Le paysage des générateurs d’images IA a été rasé et reconstruit en deux ans. DALL-E est mort (OpenAI a coupé son API en mai 2026), Dream Studio a disparu, Bing Image Creator a changé de nom, et le meilleur générateur gratuit du moment est arrivé en février dernier.
Alors remettons les compteurs à zéro. Voici les générateurs d’image IA qui comptent vraiment en août 2026, testés et classés par usage, avec leurs prix vérifiés et un point complet sur la question qui fâche : les filigranes et le droit.

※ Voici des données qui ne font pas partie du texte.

use std::io;

use thiserror::Error;

use crate::channel::ChannelError;
use crate::geo::GeoError;

#[derive(Debug, Error)]
pub enum GatewayError {
    #[error("authentication failed")]
    Unauthenticated,

    #[error("protocol violation: {0}")]
    Protocol(String),

    #[error(transparent)]
    Geo(#[from] GeoError),

    #[error("failed to publish location: {0}")]
    Channel(#[from] ChannelError),

    #[error("failed to bind gateway listener at {addr}: {source}")]
    Bind {
        addr: String,
        #[source]
        source: io::Error,
    },

    #[error("session i/o failed: {0}")]
    Io(#[from] io::Error),
}
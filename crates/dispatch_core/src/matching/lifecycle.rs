//! Booking lifecycle consumer: closes requests and frees their drivers.

use std::sync::Arc;

use tracing::{debug, info};

use dispatch_contract::contract::{BookingStatus, BookingUpdate, Envelope, EnvelopeKind};
use dispatch_contract::topology::{
    BOOKINGS_EXCHANGE, BOOKING_CANCELLED_KEY, BOOKING_COMPLETED_KEY, BOOKING_UPDATES_QUEUE,
    DEAD_LETTER_EXCHANGE,
};

use super::ledger::AssignmentLedger;
use super::types::Settlement;
use crate::channel::{
    ExchangeKind, HandlerError, MessageChannel, MessageHandler, QueueOptions, Subscription,
};

/// Completed and cancelled bookings from the bookings exchange.
pub fn lifecycle_subscription() -> Subscription {
    Subscription::new(
        BOOKING_UPDATES_QUEUE,
        EnvelopeKind::BookingUpdated,
        QueueOptions::durable().with_dead_letter(DEAD_LETTER_EXCHANGE, Some(BOOKING_UPDATES_QUEUE)),
    )
    .bind(BOOKINGS_EXCHANGE, ExchangeKind::Topic, BOOKING_COMPLETED_KEY)
    .bind(BOOKINGS_EXCHANGE, ExchangeKind::Topic, BOOKING_CANCELLED_KEY)
}

pub struct BookingLifecycle<L: AssignmentLedger> {
    ledger: Arc<L>,
}

impl<L: AssignmentLedger> BookingLifecycle<L> {
    pub fn new(ledger: Arc<L>) -> Self {
        Self { ledger }
    }

    /// Apply one update. Returns the driver it freed, if any.
    pub async fn apply(&self, update: &BookingUpdate) -> Result<Option<String>, HandlerError> {
        let request_id = update.request_id.trim();
        if request_id.is_empty() {
            return Err(HandlerError::Malformed("requestId cannot be empty".to_string()));
        }
        let settlement = match update.event {
            BookingStatus::Completed => Settlement::Completed,
            BookingStatus::Cancelled => Settlement::Cancelled,
            BookingStatus::Created | BookingStatus::Updated => {
                debug!(request_id, event = update.event.as_str(), "booking update ignored");
                return Ok(None);
            }
        };

        let freed = self
            .ledger
            .settle(request_id, settlement)
            .await
            .map_err(HandlerError::Collaborator)?;
        match &freed {
            Some(worker_id) => info!(
                request_id,
                worker_id = %worker_id,
                event = update.event.as_str(),
                "booking closed, driver released"
            ),
            None => debug!(request_id, event = update.event.as_str(), "booking closed"),
        }
        Ok(freed)
    }
}

impl<C, L> MessageHandler<C> for BookingLifecycle<L>
where
    C: MessageChannel,
    L: AssignmentLedger,
{
    async fn handle(&self, _channel: &C, envelope: Envelope) -> Result<(), HandlerError> {
        match envelope {
            Envelope::BookingUpdated(update) => self.apply(&update).await.map(|_| ()),
            other => Err(HandlerError::Unexpected(other.kind())),
        }
    }
}

#[cfg(test)]
mod tests {
    use super::*;
    use crate::matching::ledger::{InMemoryAssignmentLedger, LedgerMode};

    fn update(event: BookingStatus, request_id: &str) -> BookingUpdate {
        BookingUpdate {
            event,
            request_id: request_id.to_string(),
            customer_id: Some("c-1".to_string()),
            worker_id: None,
            timestamp: None,
        }
    }

    #[tokio::test]
    async fn completion_frees_the_assigned_driver() {
        let ledger = Arc::new(InMemoryAssignmentLedger::new(LedgerMode::Permissive));
        ledger.claim("r1", "w1").await.expect("claim");
        let lifecycle = BookingLifecycle::new(ledger.clone());

        let freed = lifecycle
            .apply(&update(BookingStatus::Completed, "r1"))
            .await
            .expect("apply");

        assert_eq!(freed.as_deref(), Some("w1"));
        assert_eq!(ledger.is_available("w1").await, Ok(true));
    }

    #[tokio::test]
    async fn cancellation_before_assignment_closes_the_request() {
        let ledger = Arc::new(InMemoryAssignmentLedger::new(LedgerMode::Permissive));
        let lifecycle = BookingLifecycle::new(ledger.clone());

        lifecycle
            .apply(&update(BookingStatus::Cancelled, "r1"))
            .await
            .expect("apply");

        assert_eq!(
            ledger.claim("r1", "w1").await,
            Ok(crate::matching::ClaimOutcome::UnknownRequest)
        );
    }

    #[tokio::test]
    async fn created_updates_leave_the_ledger_alone() {
        let ledger = Arc::new(InMemoryAssignmentLedger::new(LedgerMode::Permissive));
        let lifecycle = BookingLifecycle::new(ledger.clone());

        let freed = lifecycle
            .apply(&update(BookingStatus::Created, "r1"))
            .await
            .expect("apply");

        assert_eq!(freed, None);
        assert_eq!(ledger.tracked(), (0, 0));
    }

    #[tokio::test]
    async fn blank_request_id_is_malformed() {
        let ledger = Arc::new(InMemoryAssignmentLedger::new(LedgerMode::Permissive));
        let lifecycle = BookingLifecycle::new(ledger);

        let err = lifecycle
            .apply(&update(BookingStatus::Completed, " "))
            .await
            .expect_err("blank id");
        assert!(matches!(err, HandlerError::Malformed(_)));
    }
}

Le comparatif en 30 secondes
| Générateur | Pour qui | Prix |
|---|---|---|
| Nano Banana 2 (Google) | Tout le monde : le meilleur point de départ | Gratuit dans l’app Gemini (quota quotidien) |
| ChatGPT Images 2.0 (OpenAI) | Ceux qui vivent déjà dans ChatGPT | Gratuit très limité, inclus dans les abonnements |
| Midjourney | La direction artistique exigeante | À partir de 10 $/mois, pas de gratuit |
| FLUX.2 (Black Forest Labs) | Le photoréalisme, les poids ouverts | Variable selon la plateforme |
| Ideogram 4 | Affiches et texte dans l’image | Freemium |
| Adobe Firefly | Usage commercial sécurisé, Creative Cloud | 25 crédits gratuits, puis dès 9,99 $/mois |
Nano Banana 2 : le nouveau standard par défaut
Derrière ce nom improbable (un pseudonyme de test resté collé) se cache Gemini 3.1 Flash Image, le modèle que Google a lancé en février 2026 et qui est devenu le générateur par défaut de l’app Gemini. Google a d’ailleurs éteint les anciens modèles Imagen 4 le 17 août 2026 : Nano Banana 2, c’est désormais LA génération d’image chez Google.
Pourquoi c’est mon point de départ recommandé : c’est rapide (quelques secondes par image), accessible gratuitement dans l’app Gemini avec un quota quotidien, et étonnamment complet. Résolutions jusqu’en 4K, dix formats d’image dont le 21:9, jusqu’à 10 images de référence en entrée, cohérence des personnages sur plusieurs scènes, et un vrai rendu du texte dans l’image (affiches, mockups). Il peut même chercher sur Google avant de générer, pour illustrer des sujets réels et récents.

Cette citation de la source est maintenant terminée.